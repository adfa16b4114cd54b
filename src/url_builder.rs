//! [`PathTemplate`] and [`UrlBuilder`]: turn an [`crate::endpoint::Endpoint`]'s
//! path template plus a caller's path/query parameters into a concrete URL.
//!
//! Percent-encoding is delegated to the `url` crate so path segments and
//! query components follow RFC 3986 exactly rather than a hand-rolled table.

use std::collections::HashMap;

use url::Url;

use crate::error::RpcError;

/// One segment of a path template: either a literal or a named variable
/// filled in at render time.
#[derive(Clone, Debug, PartialEq, Eq)]
pub enum PathSegment {
    Fixed(String),
    Variable(String),
}

/// An ordered sequence of path segments, built once per [`crate::endpoint::Endpoint`]
/// and shared across calls.
#[derive(Clone, Debug, Default)]
pub struct PathTemplate {
    segments: Vec<PathSegment>,
}

impl PathTemplate {
    pub fn builder() -> PathTemplateBuilder { PathTemplateBuilder::default() }

    /// Renders this template into `builder`, looking up each variable in
    /// `params`. Fails with `RpcError::Precondition` if a variable has no
    /// matching entry.
    pub fn fill(&self, params: &HashMap<String, String>, builder: &mut UrlBuilder) -> Result<(), RpcError> {
        for segment in &self.segments {
            match segment {
                PathSegment::Fixed(literal) => builder.push_segment(literal),
                PathSegment::Variable(name) => {
                    let value = params.get(name).ok_or_else(|| RpcError::precondition(name.clone()))?;
                    builder.push_segment(value);
                },
            }
        }
        Ok(())
    }
}

#[derive(Default)]
pub struct PathTemplateBuilder {
    segments: Vec<PathSegment>,
}

impl PathTemplateBuilder {
    pub fn fixed(mut self, literal: impl Into<String>) -> Self {
        self.segments.push(PathSegment::Fixed(literal.into()));
        self
    }

    pub fn variable(mut self, name: impl Into<String>) -> Self {
        self.segments.push(PathSegment::Variable(name.into()));
        self
    }

    pub fn build(self) -> PathTemplate { PathTemplate { segments: self.segments } }
}

/// Accumulates path segments and query parameters against a base URL for a
/// single request. Discarded once the request has been rendered.
pub struct UrlBuilder {
    base: Url,
    segments: Vec<String>,
    query: Vec<(String, String)>,
}

impl UrlBuilder {
    pub fn new(base: Url) -> Self {
        UrlBuilder {
            base,
            segments: Vec::new(),
            query: Vec::new(),
        }
    }

    pub fn push_segment(&mut self, segment: &str) { self.segments.push(segment.to_owned()); }

    /// Appends a query parameter, preserving insertion order. Calling this
    /// more than once for the same key repeats it in the final URL.
    pub fn query(&mut self, key: &str, value: &str) { self.query.push((key.to_owned(), value.to_owned())); }

    /// Consumes the builder, producing the final URL.
    pub fn build(self) -> Result<Url, RpcError> {
        let mut url = self.base;
        {
            let mut path_segments = url
                .path_segments_mut()
                .map_err(|()| RpcError::invalid_argument("base URL cannot be a base"))?;
            for segment in &self.segments {
                path_segments.push(segment);
            }
        }
        if !self.query.is_empty() {
            let mut pairs = url.query_pairs_mut();
            for (key, value) in &self.query {
                pairs.append_pair(key, value);
            }
        }
        Ok(url)
    }
}
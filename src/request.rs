//! [`Request`] and [`RequestBody`]: the immutable value types a generated
//! stub builds and hands to a [`crate::channel::Channel`].

use std::collections::HashMap;
use std::sync::Arc;

/// A request body with a content type and a reproducible byte source.
/// Reproducibility matters because `RetryingChannel` replays the same
/// `Request` value on every attempt.
#[derive(Clone)]
pub struct RequestBody {
    content_type: String,
    bytes: Arc<Vec<u8>>,
}

impl RequestBody {
    pub fn new(content_type: impl Into<String>, bytes: Vec<u8>) -> Self {
        RequestBody {
            content_type: content_type.into(),
            bytes: Arc::new(bytes),
        }
    }

    pub fn content_type(&self) -> &str { &self.content_type }

    /// Reads the body's bytes. May be called more than once; each call
    /// returns the same content.
    pub fn content(&self) -> &[u8] { &self.bytes }

    pub fn length(&self) -> Option<usize> { Some(self.bytes.len()) }
}

/// A single RPC request, constructed by a stub and consumed by a
/// [`crate::channel::Channel`]. All keys/values are already encoded
/// strings; [`crate::plain::PlainCodec`] produces them.
#[derive(Clone, Default)]
pub struct Request {
    pub path_params: HashMap<String, String>,
    pub header_params: Vec<(String, String)>,
    pub query_params: Vec<(String, String)>,
    pub body: Option<RequestBody>,
}

impl Request {
    pub fn builder() -> RequestBuilder { RequestBuilder::default() }
}

#[derive(Default)]
pub struct RequestBuilder {
    request: Request,
}

impl RequestBuilder {
    pub fn path_param(mut self, name: impl Into<String>, value: impl Into<String>) -> Self {
        self.request.path_params.insert(name.into(), value.into());
        self
    }

    pub fn header(mut self, name: impl Into<String>, value: impl Into<String>) -> Self {
        self.request.header_params.push((name.into(), value.into()));
        self
    }

    pub fn query(mut self, name: impl Into<String>, value: impl Into<String>) -> Self {
        self.request.query_params.push((name.into(), value.into()));
        self
    }

    pub fn body(mut self, body: RequestBody) -> Self {
        self.request.body = Some(body);
        self
    }

    pub fn build(self) -> Request { self.request }
}

#[cfg(test)]
mod tests {
    use super::*;

    #[test]
    fn builder_assembles_every_field() {
        let request = Request::builder()
            .path_param("id", "abc")
            .header("X-Trace-Id", "t-1")
            .query("verbose", "true")
            .body(RequestBody::new("application/json", b"{}".to_vec()))
            .build();

        assert_eq!(request.path_params.get("id").map(String::as_str), Some("abc"));
        assert_eq!(request.header_params, vec![("X-Trace-Id".to_owned(), "t-1".to_owned())]);
        assert_eq!(request.query_params, vec![("verbose".to_owned(), "true".to_owned())]);
        assert_eq!(request.body.as_ref().map(RequestBody::content_type), Some("application/json"));
    }
}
---------------
» **WHAT IS NEEDED**: Say how many lines in the entries above contain the string "with". Give the number by itself.

» **REPLY**: 2